Sunday, 17 June 2012

Dressing for ‘Gilligan’s Island’ By ERIC WILSON




As Ginger Grant on “Gilligan’s Island,” Tina Louise had a rather remarkable wardrobe for someone who was shipwrecked while on a three-hour tour. Those marvelous beaded dresses that just matched her skin tone surely were not just lying around on the S.S. Minnow.
“You can’t imagine what I can jam into one bag, really,” Ms. Louise said in a telephone interview on Friday. “I’m a good packer.”
As for her character, she was asked, did it ever make her wonder why Ginger would have brought a wardrobe more befitting a voyage on the Titanic?
“I have a very large imagination,” she said. Besides, there were so many dream sequences on the show that more costumes were required.
Of course, it helped that the designer of her wardrobe was the great costume designer Nolan Miller, who died on Wednesday at the age of 79. During his career, Mr. Miller worked on more than a dozen television series, including “Dynasty,” “The Love Boat” and “Charlie’s Angels.” Aaron Spelling, the producer, often said that to recruit big guest stars on his shows, instead of offering money, he promised that Mr. Miller would design their clothes.

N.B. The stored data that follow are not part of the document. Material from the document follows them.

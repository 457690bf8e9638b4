use serde::{Deserialize, Serialize};

/// Physical key that must be held for scrolling to resize images.
///
/// Serialised by its key code so settings files read like host key events.
#[derive(Debug, Clone, Copy, PartialEq, Eq, Default, Serialize, Deserialize)]
pub enum ModifierKey {
    #[default]
    AltLeft,
    ControlLeft,
    ShiftLeft,
    AltRight,
    ControlRight,
    ShiftRight,
}

impl ModifierKey {
    pub fn code(self) -> &'static str {
        match self {
            Self::AltLeft => "AltLeft",
            Self::ControlLeft => "ControlLeft",
            Self::ShiftLeft => "ShiftLeft",
            Self::AltRight => "AltRight",
            Self::ControlRight => "ControlRight",
            Self::ShiftRight => "ShiftRight",
        }
    }

    /// Whether the live modifier state reported with an event includes this key.
    pub fn is_down(self, modifiers: Modifiers) -> bool {
        match self {
            Self::AltLeft | Self::AltRight => modifiers.alt,
            Self::ControlLeft | Self::ControlRight => modifiers.ctrl,
            Self::ShiftLeft | Self::ShiftRight => modifiers.shift,
        }
    }
}

/// Modifier state carried by a pointer event.
#[derive(Debug, Clone, Copy, PartialEq, Eq, Default)]
pub struct Modifiers {
    pub alt: bool,
    pub ctrl: bool,
    pub shift: bool,
}

/// Tracks whether the configured modifier key is held.
#[derive(Debug, Clone)]
pub struct KeyTracker {
    key: ModifierKey,
    held: bool,
}

impl KeyTracker {
    pub fn new(key: ModifierKey) -> Self {
        Self { key, held: false }
    }

    pub fn key_down(&mut self, code: &str) {
        if code == self.key.code() {
            self.held = true;
        }
    }

    pub fn key_up(&mut self, code: &str) {
        if code == self.key.code() {
            self.held = false;
        }
    }

    pub fn is_held(&self) -> bool {
        self.held
    }

    /// Whether a wheel event should resize.
    ///
    /// A key released while the window lacked focus (alt-tab) never sends a
    /// key-up, so the event's own modifier state has the final say.
    pub fn confirm(&mut self, modifiers: Modifiers) -> bool {
        if !self.held {
            return false;
        }
        if !self.key.is_down(modifiers) {
            log::debug!("{} no longer held, resetting", self.key.code());
            self.held = false;
            return false;
        }
        true
    }
}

On “Gilligan’s Island,” Ms. Louise said, she was asked to play a character that was a cross between Marilyn Monroe and Lucille Ball. The first dress she wore by Mr. Miller, a beige dress with silver bugle beads along the neckline, was perfect, she said.

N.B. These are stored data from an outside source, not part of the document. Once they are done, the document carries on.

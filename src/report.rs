//! Report encoding
//!
//! Computes every variability metric for a table and packages the results
//! into a serializable report with producer and provenance metadata, so
//! callers downstream of the engine only handle presentation.

use chrono::Utc;
use serde::{Deserialize, Serialize};
use uuid::Uuid;

use crate::error::MetricsError;
use crate::metrics;
use crate::types::{DispersionSummary, SummaryStatistics, TimeSeriesTable};
use crate::{PRODUCER_NAME, WEARVAR_VERSION};

/// Report producer metadata
#[derive(Debug, Clone, Serialize, Deserialize)]
pub struct ReportProducer {
    pub name: String,
    pub version: String,
    pub instance_id: String,
}

/// Parameters the range metrics were computed with
#[derive(Debug, Clone, Copy, Serialize, Deserialize)]
pub struct ReportParameters {
    /// Band half-width in standard deviations
    pub sd_multiplier: f64,
    /// Time-per-sample multiplier applied to range durations
    pub sample_rate: f64,
}

impl Default for ReportParameters {
    fn default() -> Self {
        Self {
            sd_multiplier: metrics::DEFAULT_SD_MULTIPLIER,
            sample_rate: metrics::DEFAULT_SAMPLE_RATE,
        }
    }
}

/// Full variability report over one time-series table
#[derive(Debug, Clone, Serialize, Deserialize)]
pub struct VariabilityReport {
    pub producer: ReportProducer,
    pub computed_at_utc: String,
    pub parameters: ReportParameters,
    /// Number of samples in the table
    pub record_count: usize,
    /// Number of distinct calendar days
    pub day_count: usize,
    pub summary: SummaryStatistics,
    pub interday_sd: f64,
    pub interday_cv: f64,
    pub intraday_sd: DispersionSummary,
    pub intraday_cv: DispersionSummary,
    pub intraday_mean: DispersionSummary,
    pub time_in_range: f64,
    pub time_out_of_range: f64,
    pub percent_out_of_range: f64,
    pub mean_amplitude_of_excursions: f64,
}

/// Encoder producing [`VariabilityReport`]s with a stable instance id.
pub struct ReportEncoder {
    instance_id: String,
}

impl Default for ReportEncoder {
    fn default() -> Self {
        Self::new()
    }
}

impl ReportEncoder {
    /// Create a new encoder with a unique instance ID
    pub fn new() -> Self {
        Self {
            instance_id: Uuid::new_v4().to_string(),
        }
    }

    /// Create an encoder with a specific instance ID
    pub fn with_instance_id(instance_id: String) -> Self {
        Self { instance_id }
    }

    /// Compute every metric for `table` into a report.
    pub fn encode(&self, table: &TimeSeriesTable, params: ReportParameters) -> VariabilityReport {
        let k = params.sd_multiplier;
        let sr = params.sample_rate;

        VariabilityReport {
            producer: ReportProducer {
                name: PRODUCER_NAME.to_string(),
                version: WEARVAR_VERSION.to_string(),
                instance_id: self.instance_id.clone(),
            },
            computed_at_utc: Utc::now().to_rfc3339(),
            parameters: params,
            record_count: table.len(),
            day_count: table.days().len(),
            summary: metrics::summary_statistics(table),
            interday_sd: metrics::interday_sd(table),
            interday_cv: metrics::interday_cv(table),
            intraday_sd: metrics::intraday_sd(table),
            intraday_cv: metrics::intraday_cv(table),
            intraday_mean: metrics::intraday_mean(table),
            time_in_range: metrics::time_in_range(table, k, sr),
            time_out_of_range: metrics::time_out_of_range(table, k, sr),
            percent_out_of_range: metrics::percent_out_of_range(table, k, sr),
            mean_amplitude_of_excursions: metrics::mean_amplitude_of_excursions(table, k),
        }
    }

    /// Encode to JSON string. NaN metrics serialize as `null`.
    pub fn encode_to_json(
        &self,
        table: &TimeSeriesTable,
        params: ReportParameters,
    ) -> Result<String, MetricsError> {
        let report = self.encode(table, params);
        serde_json::to_string_pretty(&report).map_err(MetricsError::Json)
    }
}

#[cfg(test)]
mod tests {
    use super::*;
    use chrono::{NaiveDate, NaiveDateTime};

    fn ts(day: u32, min: u32) -> NaiveDateTime {
        NaiveDate::from_ymd_opt(2024, 3, day)
            .unwrap()
            .and_hms_opt(8, min, 0)
            .unwrap()
    }

    fn sample_table() -> TimeSeriesTable {
        TimeSeriesTable::from_samples(vec![
            (ts(1, 0), 1.0),
            (ts(1, 1), 2.0),
            (ts(1, 2), 3.0),
            (ts(2, 0), 4.0),
            (ts(2, 1), 5.0),
        ])
    }

    #[test]
    fn test_report_counts_and_metrics() {
        let encoder = ReportEncoder::with_instance_id("test".to_string());
        let report = encoder.encode(&sample_table(), ReportParameters::default());

        assert_eq!(report.record_count, 5);
        assert_eq!(report.day_count, 2);
        assert!((report.interday_sd - 2.0_f64.sqrt()).abs() < 1e-9);
        assert!((report.summary.median - 3.0).abs() < 1e-9);
        assert_eq!(report.producer.name, PRODUCER_NAME);
        assert_eq!(report.producer.instance_id, "test");
    }

    #[test]
    fn test_report_json_round_trip() {
        let encoder = ReportEncoder::new();
        let json = encoder
            .encode_to_json(&sample_table(), ReportParameters::default())
            .unwrap();

        let value: serde_json::Value = serde_json::from_str(&json).unwrap();
        assert_eq!(value["record_count"], 5);
        assert_eq!(value["day_count"], 2);
        assert_eq!(value["producer"]["name"], PRODUCER_NAME);
        assert!(value["interday_sd"].as_f64().is_some());
    }

    #[test]
    fn test_empty_table_serializes_nan_as_null() {
        let encoder = ReportEncoder::new();
        let json = encoder
            .encode_to_json(&TimeSeriesTable::default(), ReportParameters::default())
            .unwrap();

        let value: serde_json::Value = serde_json::from_str(&json).unwrap();
        assert!(value["interday_sd"].is_null());
        assert!(value["summary"]["mean"].is_null());
        assert_eq!(value["record_count"], 0);
    }

    #[test]
    fn test_parameters_are_recorded() {
        let encoder = ReportEncoder::new();
        let params = ReportParameters {
            sd_multiplier: 2.0,
            sample_rate: 0.25,
        };
        let report = encoder.encode(&sample_table(), params);
        assert!((report.parameters.sd_multiplier - 2.0).abs() < 1e-9);
        assert!((report.parameters.sample_rate - 0.25).abs() < 1e-9);
        // Durations reflect the sample rate
        assert!(
            (report.time_in_range + report.time_out_of_range)
                >= report.record_count as f64 * 0.25 - 1e-9
        );
    }
}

“It was crepe and very thin, very easy and very close to your skin,” she said. “They were very critical of not showing any cleavage at the time.”
Ms. Louise got to know Mr. Miller, and also became close to Mark Zunino and Rene Horsch, the designer’s protégés, whom he treated like sons. Mr. Zunino, for many years, designed a ready-to-wear collection for Mr. Miller in Los Angeles. Ms. Louise said she continued to wear Mr. Miller’s dresses well after Ginger had returned to the mainland.
“There were so many different events,” she said. “I usually go to the Academy parties in New York City, but there was one year when I went out to Los Angeles. Nolan took me out and, of course, I wore his dress. He picked me up in his Rolls-Royce. It was the year when ‘The Pianist’ won so many awards.”
“They put the dress on me and it fit perfectly,” she said. “It was one of those beaded creations that you couldn’t wear anything under, and, of course, you had better be in great shape.”